From: masami.hiramatsu.pt@hitachi.com (Masami Hiramatsu)
To: linux-arm-kernel@lists.infradead.org
Subject: [RFC PATCH v2] kprobes: arm: enable OPTPROBES for ARM 32
Date: Fri, 08 Aug 2014 16:51:50 +0900 [thread overview]
Message-ID: <53E48196.7090603@hitachi.com> (raw)
In-Reply-To: <1407469056-53478-1-git-send-email-wangnan0@huawei.com>
(2014/08/08 12:37), Wang Nan wrote:
> This patch introduce kprobeopt for ARM 32.
>
> Limitations:
> - Currently only kernel compiled with ARM ISA is supported.
>
> - Offset between probe point and optinsn slot must not larger than
> 32MiB. Masami Hiramatsu suggests replacing 2 words, it will make
> things complex. Futher patch can make such optimization.
>
> Kprobe opt on ARM is relatively simpler than kprobe opt on x86 because
> ARM instruction is always 4 bytes aligned and 4 bytes long. This patch
> replace probed instruction by a 'b', branch to trampoline code and then
> calls optimized_callback(). optimized_callback() calls opt_pre_handler()
> to execute kprobe handler. It also emulate/simulate replaced instruction.
>
> When unregistering kprobe, the deferred manner of unoptimizer may leave
> branch instruction before optimizer is called.
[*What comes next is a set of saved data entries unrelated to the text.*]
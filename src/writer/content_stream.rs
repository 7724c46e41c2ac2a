//! PDF content stream builder.
//!
//! Generated pages only ever paint images, so the operator set is the small
//! subset needed for that: graphics state save/restore, `cm` and `Do`.

use super::object_serializer::format_real;
use crate::decoders::compress;
use crate::error::Result;
use crate::object::{dict, name, Object};
use std::io::Write;

/// Operations that can be added to a content stream.
#[derive(Debug, Clone, PartialEq)]
pub enum ContentStreamOp {
    /// Save graphics state (q)
    SaveState,
    /// Restore graphics state (Q)
    RestoreState,
    /// Concatenate matrix `[a b c d e f]` to the CTM (cm)
    Transform([f64; 6]),
    /// Paint XObject (Do)
    PaintXObject(String),
}

/// Accumulates operators and renders them as content stream bytes.
#[derive(Debug, Default, Clone)]
pub struct ContentStreamBuilder {
    operations: Vec<ContentStreamOp>,
}

impl ContentStreamBuilder {
    /// Create a new content stream builder.
    pub fn new() -> Self {
        Self::default()
    }

    /// Add an operation to the stream.
    pub fn op(&mut self, op: ContentStreamOp) -> &mut Self {
        self.operations.push(op);
        self
    }

    /// Save graphics state.
    pub fn save_state(&mut self) -> &mut Self {
        self.op(ContentStreamOp::SaveState)
    }

    /// Restore graphics state.
    pub fn restore_state(&mut self) -> &mut Self {
        self.op(ContentStreamOp::RestoreState)
    }

    /// Concatenate a transformation matrix.
    pub fn transform(&mut self, matrix: [f64; 6]) -> &mut Self {
        self.op(ContentStreamOp::Transform(matrix))
    }

    /// Paint a named XObject.
    pub fn paint_xobject(&mut self, resource: &str) -> &mut Self {
        self.op(ContentStreamOp::PaintXObject(resource.to_string()))
    }

    /// Paint an image XObject through `matrix`, isolated in its own
    /// graphics state: `q a b c d e f cm /Im0 Do Q`.
    pub fn draw_image(&mut self, resource: &str, matrix: [f64; 6]) -> &mut Self {
        self.save_state()
            .transform(matrix)
            .paint_xobject(resource)
            .restore_state()
    }

    /// Operations added so far.
    pub fn operations(&self) -> &[ContentStreamOp] {
        &self.operations
    }

    /// Build the content stream to bytes, one operator per line.
    pub fn build(&self) -> Result<Vec<u8>> {
        let mut buf = Vec::new();
        for op in &self.operations {
            write_op(&mut buf, op)?;
            writeln!(buf)?;
        }
        Ok(buf)
    }

    /// Build a Flate-compressed stream object.
    pub fn build_stream(&self) -> Result<Object> {
        let raw = self.build()?;
        let compressed = compress(&raw)?;
        Ok(Object::stream(
            dict([
                ("Length", Object::Integer(compressed.len() as i64)),
                ("Filter", name("FlateDecode")),
            ]),
            compressed,
        ))
    }
}

fn write_op<W: Write>(w: &mut W, op: &ContentStreamOp) -> std::io::Result<()> {
    match op {
        ContentStreamOp::SaveState => write!(w, "q"),
        ContentStreamOp::RestoreState => write!(w, "Q"),
        ContentStreamOp::Transform(m) => {
            for value in m {
                write!(w, "{} ", format_real(*value))?;
            }
            write!(w, "cm")
        },
        ContentStreamOp::PaintXObject(resource) => write!(w, "/{} Do", resource),
    }
}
Different from x86_64,
> which only copy the probed insn after optprobe_template_end and
> reexecute them, this patch call singlestep to emulate/simulate the insn
> directly. Futher patch can optimize this behavior.
>
> v1 -> v2:
>
> - Improvement: if replaced instruction is conditional, generate a
> conditional branch instruction for it;
OK, this seems same as normal kprobe breakpoint does.
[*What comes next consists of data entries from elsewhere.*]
//! Closure copier: page copy, merge and split.
//!
//! Copying a page clones the page dictionary and everything it transitively
//! references (content streams, resources, fonts, nested forms, annotations
//! and their appearance streams) into a destination [`Document`], rewriting
//! references to the destination's object numbers.
//!
//! A [`CopySession`] keeps one identity map keyed by
//! `(source document, source object number)` for the whole invocation, so an
//! object shared by several copied pages is cloned exactly once. Separate
//! sessions never share objects.
//!
//! The page tree itself is never followed: `/Parent` is dropped from copied
//! pages and references into pages outside the copy are removed.

use crate::cancel::{self, CancellationFlag};
use crate::config::EngineConfig;
use crate::document::{Document, DocumentId};
use crate::error::{CopyError, Error, Result};
use crate::object::{Dictionary, Object, ObjectRef};
use crate::page_tree::PageHandle;
use crate::writer::serialize;
use std::collections::{HashMap, HashSet};
use std::sync::Mutex;

/// Source object -> destination object, for one invocation.
type IdentityMap = HashMap<(DocumentId, u32), ObjectRef>;

/// Letter, used for pages that carry no `/MediaBox` anywhere in their chain.
const FALLBACK_MEDIA_BOX: [f64; 4] = [0.0, 0.0, 612.0, 792.0];

/// One input to a merge or split.
#[derive(Debug, Clone)]
pub struct SourceDocument {
    /// Display name used in error messages
    pub name: Option<String>,
    /// Raw PDF bytes
    pub bytes: Vec<u8>,
}

impl SourceDocument {
    /// Unnamed source.
    pub fn new(bytes: impl Into<Vec<u8>>) -> Self {
        Self {
            name: None,
            bytes: bytes.into(),
        }
    }

    /// Source with a display name.
    pub fn named(name: impl Into<String>, bytes: impl Into<Vec<u8>>) -> Self {
        Self {
            name: Some(name.into()),
            bytes: bytes.into(),
        }
    }

    fn display_name(&self, position: usize) -> String {
        self.name
            .clone()
            .unwrap_or_else(|| format!("document {}", position + 1))
    }
}

/// Identity map for one merge or split.
#[derive(Debug, Default)]
pub struct CopySession {
    identity: IdentityMap,
}

impl CopySession {
    /// Session with an empty identity map.
    pub fn new() -> Self {
        Self::default()
    }

    /// Number of distinct source objects cloned so far.
    pub fn copied_object_count(&self) -> usize {
        self.identity.len()
    }

    /// Copy `indices` of `source` to the end of `dest`, in the given order.
    ///
    /// Duplicate indices produce duplicate pages. Returns handles for the new
    /// pages. Every index is validated before anything is copied.
    pub fn copy_pages(
        &mut self,
        source: &Document,
        indices: &[usize],
        dest: &mut Document,
        cancel: Option<&CancellationFlag>,
    ) -> Result<Vec<PageHandle>> {
        let first_new = dest.page_count()?;
        let target = LocalTarget {
            identity: &mut self.identity,
            dest: &mut *dest,
        };
        let page_refs = copy_into(source, indices, target, cancel)?;
        for page in &page_refs {
            dest.append_page(*page)?;
        }
        let mut pages = dest.pages()?;
        Ok(pages.split_off(first_new.min(pages.len())))
    }

    /// Deep-copy the source's `/Info` dictionary into `dest` unless `dest`
    /// already has one.
    pub fn copy_info(&mut self, source: &Document, dest: &mut Document) -> Result<()> {
        if dest.info_ref().is_some() {
            return Ok(());
        }
        let target = LocalTarget {
            identity: &mut self.identity,
            dest: &mut *dest,
        };
        if let Some(info) = copy_info_dict(source, target)? {
            dest.set_info(info)?;
        }
        Ok(())
    }
}

/// Copy pages with a one-shot session.
pub fn copy_pages(
    source: &Document,
    indices: &[usize],
    dest: &mut Document,
    cancel: Option<&CancellationFlag>,
) -> Result<Vec<PageHandle>> {
    CopySession::new().copy_pages(source, indices, dest, cancel)
}

/// Concatenate every page of every source, in source order.
///
/// Failures caused by one source carry its display name (see
/// [`Error::source_name`]). `/Info` comes from the first source.
pub fn merge(
    sources: &[SourceDocument],
    config: &EngineConfig,
    cancel: Option<&CancellationFlag>,
) -> Result<Vec<u8>> {
    check_source_count(sources.len(), config)?;

    let mut dest = Document::new();
    let mut session = CopySession::new();
    for (position, source) in sources.iter().enumerate() {
        cancel::check(cancel)?;
        let name = source.display_name(position);
        let doc = Document::parse(&source.bytes, config).map_err(|e| attribute(e, &name))?;
        let indices: Vec<usize> = (0..doc.page_count()?).collect();
        session
            .copy_pages(&doc, &indices, &mut dest, cancel)
            .map_err(|e| attribute(e, &name))?;
        session
            .copy_info(&doc, &mut dest)
            .map_err(|e| attribute(e, &name))?;
        log::debug!("Merged {} pages from {}", indices.len(), name);
    }

    log::info!(
        "Merged {} documents: {} pages, {} objects",
        sources.len(),
        dest.page_count()?,
        dest.object_count()
    );
    serialize(&dest)
}

/// Build a new document from `indices` of `source`, in the given order.
pub fn split(
    source: &SourceDocument,
    indices: &[usize],
    config: &EngineConfig,
    cancel: Option<&CancellationFlag>,
) -> Result<Vec<u8>> {
    if indices.is_empty() {
        return Err(Error::Configuration("no pages selected".to_string()));
    }
    let name = source.display_name(0);
    let doc = Document::parse(&source.bytes, config).map_err(|e| attribute(e, &name))?;

    let mut dest = Document::new();
    let mut session = CopySession::new();
    session
        .copy_pages(&doc, indices, &mut dest, cancel)
        .map_err(|e| attribute(e, &name))?;
    session
        .copy_info(&doc, &mut dest)
        .map_err(|e| attribute(e, &name))?;

    log::info!(
        "Split {} pages from {} ({} objects)",
        indices.len(),
        name,
        dest.object_count()
    );
    serialize(&dest)
}

/// Destination state shared by parallel copy workers.
struct SharedDestination {
    identity: IdentityMap,
    dest: Document,
}

/// Like [`merge`], but each source is parsed and copied on its own thread.
///
/// The identity map, object counter and object store sit behind one mutex.
/// Object numbering depends on scheduling; page order does not.
pub fn merge_parallel(
    sources: &[SourceDocument],
    config: &EngineConfig,
    cancel: Option<&CancellationFlag>,
) -> Result<Vec<u8>> {
    check_source_count(sources.len(), config)?;

    let shared = Mutex::new(SharedDestination {
        identity: IdentityMap::new(),
        dest: Document::new(),
    });

    let results: Vec<Result<(Vec<ObjectRef>, Option<Dictionary>)>> = std::thread::scope(|scope| {
        let workers: Vec<_> = sources
            .iter()
            .enumerate()
            .map(|(position, source)| {
                let shared = &shared;
                scope.spawn(move || {
                    let name = source.display_name(position);
                    let run = || -> Result<(Vec<ObjectRef>, Option<Dictionary>)> {
                        let doc = Document::parse(&source.bytes, config)?;
                        let indices: Vec<usize> = (0..doc.page_count()?).collect();
                        let pages = copy_into(&doc, &indices, SharedTarget(shared), cancel)?;
                        let info = if position == 0 {
                            copy_info_dict(&doc, SharedTarget(shared))?
                        } else {
                            None
                        };
                        Ok((pages, info))
                    };
                    run().map_err(|e| attribute(e, &name))
                })
            })
            .collect();
        workers
            .into_iter()
            .map(|worker| {
                worker
                    .join()
                    .unwrap_or_else(|_| Err(Error::Serialization("copy worker panicked".to_string())))
            })
            .collect()
    });

    let SharedDestination { mut dest, .. } = shared.into_inner().map_err(|_| poisoned())?;
    for result in results {
        let (pages, info) = result?;
        for page in pages {
            dest.append_page(page)?;
        }
        if let Some(info) = info {
            dest.set_info(info)?;
        }
    }

    log::info!(
        "Merged {} documents in parallel: {} pages, {} objects",
        sources.len(),
        dest.page_count()?,
        dest.object_count()
    );
    serialize(&dest)
}

/// Parse a 1-based page selection such as `"1-3,5,9-7"` into 0-based
/// indices. Descending ranges are honoured.
///
/// ```
/// use pdf_splice::copier::parse_page_ranges;
///
/// assert_eq!(parse_page_ranges("5,1-3").unwrap(), vec![4, 0, 1, 2]);
/// assert_eq!(parse_page_ranges("3-1").unwrap(), vec![2, 1, 0]);
/// assert!(parse_page_ranges("0").is_err());
/// ```
pub fn parse_page_ranges(selection: &str) -> Result<Vec<usize>> {
    let page_number = |s: &str| -> Result<usize> {
        match s.trim().parse::<usize>() {
            Ok(n) if n >= 1 => Ok(n - 1),
            _ => Err(Error::Configuration(format!("invalid page number '{}'", s.trim()))),
        }
    };

    let mut indices = Vec::new();
    for part in selection.split(',').map(str::trim) {
        if part.is_empty() {
            return Err(Error::Configuration(format!("empty entry in page selection '{}'", selection)));
        }
        match part.split_once('-') {
            Some((start, end)) => {
                let (start, end) = (page_number(start)?, page_number(end)?);
                if start <= end {
                    indices.extend(start..=end);
                } else {
                    indices.extend((end..=start).rev());
                }
            },
            None => indices.push(page_number(part)?),
        }
    }
    Ok(indices)
}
> - Introduces RELATIVEJUMP_OPCODES due to ARM kprobe_opcode_t is 4
> bytes;
Hmm, this name looks no good because relative-jump itself always one instruction...
You'd better calc the size directly or it should be MAX_COPIED_INSNS.
> - Removes size field in struct arch_optimized_insn;
>
> - Use arm_gen_branch() to generate branch instruction;
>
> - Remove all recover logic: ARM doesn't use tail buffer, no need
> recover replaced instructions like x86;
>
> - Remove incorrect CONFIG_THUMB checking;
>
> - can_optimize() always returns true if address is well aligned;
>
> - Improve optimized_callback: using opt_pre_handler();
>
> - Bugfix: correct range checking code and improve comments;
>
> - Fix commit message.
>
> Signed-off-by: Wang Nan <wangnan0@huawei.com>
> Cc: Masami Hiramatsu <masami.hiramatsu.pt@hitachi.com>
> Cc: Jon Medhurst (Tixy) <tixy@linaro.org>
> Cc: Russell King - ARM Linux <linux@arm.linux.org.uk>
Mostly OK for me, and I've tested on my Cyclone-V SoC.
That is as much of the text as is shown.